Ron Frasch has joined private equity firm Castanea Partners as an operating partner.
This story first appeared in the February 4, 2014 issue of WWD. Subscribe Today.
In his new role, Frasch will help Brian Knez and Rob Smith, the founders of the Newton, Mass.-based firm, identify new investment opportunities. Frasch’s focus will be on the luxury space, which includes apparel, accessories, footwear and jewelry.
“Ron is a world-class merchant and a talented and experienced business executive. This is a rare skill set, and we’re very excited to add Ron to the Castanea team. As a firm, we are focused on bringing unique operating experience and insight to our portfolio companies, and Ron’s extensive knowledge and network in luxury goods and services will add significant value to our existing portfolio and help us identify exciting new opportunities for investment,” Knez said.
Prior to joining Castanea, Frasch was president and chief merchandising officer at Saks Fifth Avenue until its sale to Hudson’s Bay Co. last year. Frasch was also chief executive officer and president at Bergdorf Goodman, and he also has held senior positions at GFT USA, Escada USA and Neiman Marcus.
Frasch said he doesn’t define luxury by price, but “more broadly by the vision of the founders and the nature of the relationship between the customer and product or service. I look forward to collaborating with creative entrepreneurs and management teams to build successful businesses with Castanea Partners.”
Castanea was founded in 2001. Prior fashion and retail investments include Neiman Marcus Group, Betsey Johnson, Hanna Andersson and Urban Decay. Current investments in the sector include Donald J Pliner and Ippolita.

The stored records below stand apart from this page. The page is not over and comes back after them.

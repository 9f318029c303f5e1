use log::debug;
use rust_decimal::Decimal;
use serde::{Deserialize, Serialize};
use snafu::ResultExt;

use crate::errors::*;
use crate::report::*;
use crate::snapshot::Candidate;

/// A suspicious count in a single report entry.
#[derive(Eq, PartialEq, Debug, Clone, Copy, Hash, Serialize, Deserialize)]
pub enum Anomaly {
    #[serde(rename = "negativeTotalVotes")]
    NegativeTotalVotes,
    #[serde(rename = "zeroTotalVotes")]
    ZeroTotalVotes,
    #[serde(rename = "negativeDeltaVotes")]
    NegativeDeltaVotes,
    #[serde(rename = "zeroDeltaVotes")]
    ZeroDeltaVotes,
}

/// An anomaly in an entry, either for the entry as a whole (no candidate) or for
/// one candidate of the entry.
#[derive(Eq, PartialEq, Debug, Clone, Serialize, Deserialize)]
pub struct LocalAnomaly {
    #[serde(default, skip_serializing_if = "Option::is_none")]
    pub candidate: Option<Candidate>,
    pub anomaly: Anomaly,
}

/// A run of consecutive entries in which a candidate received exactly the same share
/// of the new votes.
#[derive(Eq, PartialEq, Debug, Clone, Serialize, Deserialize)]
pub struct RepeatedDeltaVoteShare {
    pub candidate: Candidate,
    #[serde(rename = "deltaVoteShare")]
    pub delta_vote_share: Decimal,
    #[serde(rename = "runLength")]
    pub run_length: usize,
    #[serde(rename = "startIndex")]
    pub start_index: usize,
}

#[derive(Eq, PartialEq, Debug, Clone, Serialize, Deserialize)]
pub struct AnnotatedEntry {
    #[serde(flatten)]
    pub entry: ReportEntry,
    #[serde(default, skip_serializing_if = "Vec::is_empty")]
    pub anomalies: Vec<LocalAnomaly>,
}

/// A report with its findings attached. The report itself is left untouched.
#[derive(Eq, PartialEq, Debug, Clone, Serialize, Deserialize)]
pub struct AnnotatedReport {
    candidate1: Candidate,
    candidate2: Candidate,
    #[serde(default)]
    anomalies: Vec<RepeatedDeltaVoteShare>,
    entries: Vec<AnnotatedEntry>,
}

impl AnnotatedReport {
    pub fn anomalies(&self) -> &[RepeatedDeltaVoteShare] {
        &self.anomalies
    }

    pub fn entries(&self) -> &[AnnotatedEntry] {
        &self.entries
    }

    /// The report without its annotations.
    pub fn strip(&self) -> Report {
        Report::new(
            &self.candidate1,
            &self.candidate2,
            self.entries.iter().map(|ae| ae.entry.clone()).collect(),
        )
    }

    pub fn to_json(&self) -> DumpResult<String> {
        serde_json::to_string_pretty(self).context(JsonSnafu {})
    }

    pub fn from_json(s: &str) -> DumpResult<AnnotatedReport> {
        serde_json::from_str(s).context(JsonSnafu {})
    }
}

fn count_anomalies(total: Decimal, delta: Decimal) -> Vec<Anomaly> {
    let mut res = Vec::new();
    if total < Decimal::ZERO {
        res.push(Anomaly::NegativeTotalVotes);
    }
    if total.is_zero() {
        res.push(Anomaly::ZeroTotalVotes);
    }
    if delta < Decimal::ZERO {
        res.push(Anomaly::NegativeDeltaVotes);
    }
    if delta.is_zero() {
        res.push(Anomaly::ZeroDeltaVotes);
    }
    res
}

/// The anomalies of one entry, entry-wide first, then per candidate.
pub fn local_anomalies(entry: &ReportEntry) -> Vec<LocalAnomaly> {
    let mut res: Vec<LocalAnomaly> = count_anomalies(
        Decimal::from(entry.total_votes),
        Decimal::from(entry.delta_votes_from_prev),
    )
    .into_iter()
    .map(|anomaly| LocalAnomaly {
        candidate: None,
        anomaly,
    })
    .collect();
    for bucket in Bucket::ALL {
        let data = entry.data(bucket);
        for anomaly in count_anomalies(data.total_votes, data.delta_votes) {
            res.push(LocalAnomaly {
                candidate: Some(data.candidate.clone()),
                anomaly,
            });
        }
    }
    res
}

/// Finds the runs of at least two consecutive entries (in original order) that share
/// the same delta vote share, for each candidate and the third party.
///
/// Runs do not overlap: a run stops at the first different value and the next one
/// starts there.
pub fn repeated_delta_vote_shares(report: &Report) -> Vec<RepeatedDeltaVoteShare> {
    let mut ordered: Vec<&ReportEntry> = report.entries().iter().collect();
    ordered.sort_by_key(|e| e.original_index);

    let mut res = Vec::new();
    for bucket in Bucket::ALL {
        let mut start = 0;
        while start < ordered.len() {
            let value = ordered[start].data(bucket).delta_vote_share;
            let mut end = start + 1;
            while end < ordered.len() && ordered[end].data(bucket).delta_vote_share == value {
                end += 1;
            }
            if end - start >= 2 {
                let finding = RepeatedDeltaVoteShare {
                    candidate: ordered[start].data(bucket).candidate.clone(),
                    delta_vote_share: value,
                    run_length: end - start,
                    start_index: ordered[start].original_index,
                };
                debug!("repeated_delta_vote_shares: {:?}", finding);
                res.push(finding);
            }
            start = end;
        }
    }
    res
}

/// Attaches the local anomalies to each entry and the repeated shares to the report.
pub fn annotate(report: &Report) -> AnnotatedReport {
    let entries: Vec<AnnotatedEntry> = report
        .entries()
        .iter()
        .map(|e| AnnotatedEntry {
            entry: e.clone(),
            anomalies: local_anomalies(e),
        })
        .collect();
    let anomalies = repeated_delta_vote_shares(report);
    debug!(
        "annotate: {} report findings, {} entries with anomalies",
        anomalies.len(),
        entries.iter().filter(|e| !e.anomalies.is_empty()).count()
    );
    AnnotatedReport {
        candidate1: report.candidate1().clone(),
        candidate2: report.candidate2().clone(),
        anomalies,
        entries,
    }
}

#[cfg(test)]
mod tests {
    use super::*;
    use chrono::DateTime;
    use rust_decimal_macros::dec;

    fn data(name: &str, total: Decimal, delta: Decimal, dvs: Decimal) -> CandidateData {
        CandidateData {
            candidate: Candidate::new(name),
            vote_share: dec!(0.5),
            total_votes: total,
            delta_votes: delta,
            delta_vote_share: dvs,
        }
    }

    fn entry(idx: usize, total: i64, delta: i64, dvs1: Decimal) -> ReportEntry {
        ReportEntry {
            original_index: idx,
            timestamp: DateTime::parse_from_rfc3339("2020-11-04T01:00:00Z").unwrap(),
            delta_seconds_from_prev: 60,
            total_votes: total,
            delta_votes_from_prev: delta,
            candidate1: data("bidenj", dec!(100), dec!(10), dvs1),
            candidate2: data("trumpd", dec!(90), dec!(9), dec!(0.4) + Decimal::from(idx)),
            third_party: data("other", dec!(10), dec!(1), dec!(0.1) - Decimal::from(idx)),
        }
    }

    fn report(entries: Vec<ReportEntry>) -> Report {
        Report::new(&Candidate::new("bidenj"), &Candidate::new("trumpd"), entries)
    }

    #[test]
    fn one_run_for_three_equal_values() {
        let r = report(vec![
            entry(3, 100, 10, dec!(0.1)),
            entry(4, 110, 10, dec!(0.2)),
            entry(5, 120, 10, dec!(0.5)),
            entry(6, 130, 10, dec!(0.5)),
            entry(7, 140, 10, dec!(0.5)),
            entry(8, 150, 10, dec!(0.3)),
        ]);
        let runs = repeated_delta_vote_shares(&r);
        assert_eq!(
            runs,
            vec![RepeatedDeltaVoteShare {
                candidate: Candidate::new("bidenj"),
                delta_vote_share: dec!(0.5),
                run_length: 3,
                start_index: 5,
            }]
        );
    }

    #[test]
    fn runs_do_not_overlap() {
        let r = report(vec![
            entry(0, 100, 10, dec!(0.5)),
            entry(1, 110, 10, dec!(0.5)),
            entry(2, 120, 10, dec!(0.6)),
            entry(3, 130, 10, dec!(0.6)),
            entry(4, 140, 10, dec!(0.6)),
            entry(5, 150, 10, dec!(0.5)),
        ]);
        let runs: Vec<(usize, usize)> = repeated_delta_vote_shares(&r)
            .iter()
            .map(|f| (f.start_index, f.run_length))
            .collect();
        assert_eq!(runs, vec![(0, 2), (2, 3)]);
    }

    #[test]
    fn runs_are_found_in_original_order() {
        let r = report(vec![
            entry(0, 100, 10, dec!(0.5)),
            entry(1, 110, 10, dec!(0.7)),
            entry(2, 120, 10, dec!(0.5)),
        ]);
        assert!(repeated_delta_vote_shares(&r).is_empty());
        let sorted = r.sort_by_metric(Metric::DeltaVoteShare(Bucket::Candidate1));
        assert!(repeated_delta_vote_shares(&sorted).is_empty());
    }

    #[test]
    fn local_checks() {
        let mut e = entry(0, 0, -5, dec!(0.5));
        e.candidate2.total_votes = dec!(-1);
        e.candidate2.delta_votes = Decimal::ZERO;
        let found = local_anomalies(&e);
        assert_eq!(
            found,
            vec![
                LocalAnomaly {
                    candidate: None,
                    anomaly: Anomaly::ZeroTotalVotes
                },
                LocalAnomaly {
                    candidate: None,
                    anomaly: Anomaly::NegativeDeltaVotes
                },
                LocalAnomaly {
                    candidate: Some(Candidate::new("trumpd")),
                    anomaly: Anomaly::NegativeTotalVotes
                },
                LocalAnomaly {
                    candidate: Some(Candidate::new("trumpd")),
                    anomaly: Anomaly::ZeroDeltaVotes
                },
            ]
        );
        assert!(local_anomalies(&entry(1, 100, 10, dec!(0.5))).is_empty());
    }

    #[test]
    fn strip_restores_the_report() {
        let r = report(vec![
            entry(0, 100, 0, dec!(0.5)),
            entry(1, 110, 10, dec!(0.5)),
            entry(2, 120, -10, dec!(0.6)),
        ]);
        let annotated = annotate(&r);
        assert_eq!(annotated.anomalies().len(), 1);
        assert_eq!(annotated.entries()[0].anomalies.len(), 1);
        assert!(annotated.entries()[1].anomalies.is_empty());
        assert_eq!(annotated.strip(), r);
    }

    #[test]
    fn annotated_json_round_trip() {
        let r = report(vec![
            entry(0, 100, 0, dec!(0.5)),
            entry(1, 110, 10, dec!(0.5)),
        ]);
        let annotated = annotate(&r);
        let js = annotated.to_json().unwrap();
        assert!(js.contains("\"zeroDeltaVotes\""));
        assert!(js.contains("\"runLength\": 2"));
        let back = AnnotatedReport::from_json(&js).unwrap();
        assert_eq!(back, annotated);
        assert_eq!(back.strip(), r);
        // The annotated form still reads as a plain report.
        assert_eq!(Report::from_json(&js).unwrap(), r);
    }
}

In October, Castanea was honored by Private Equity International with its Operational Excellence Award in the lower middle market category for its work with Urban Decay, which was sold to L’Oréal in December 2012. During its ownership of Urban Decay from March 2009 to December 2012, Castanea helped the beauty brand increase profits sixfold, while its e-commerce business grew 153 percent.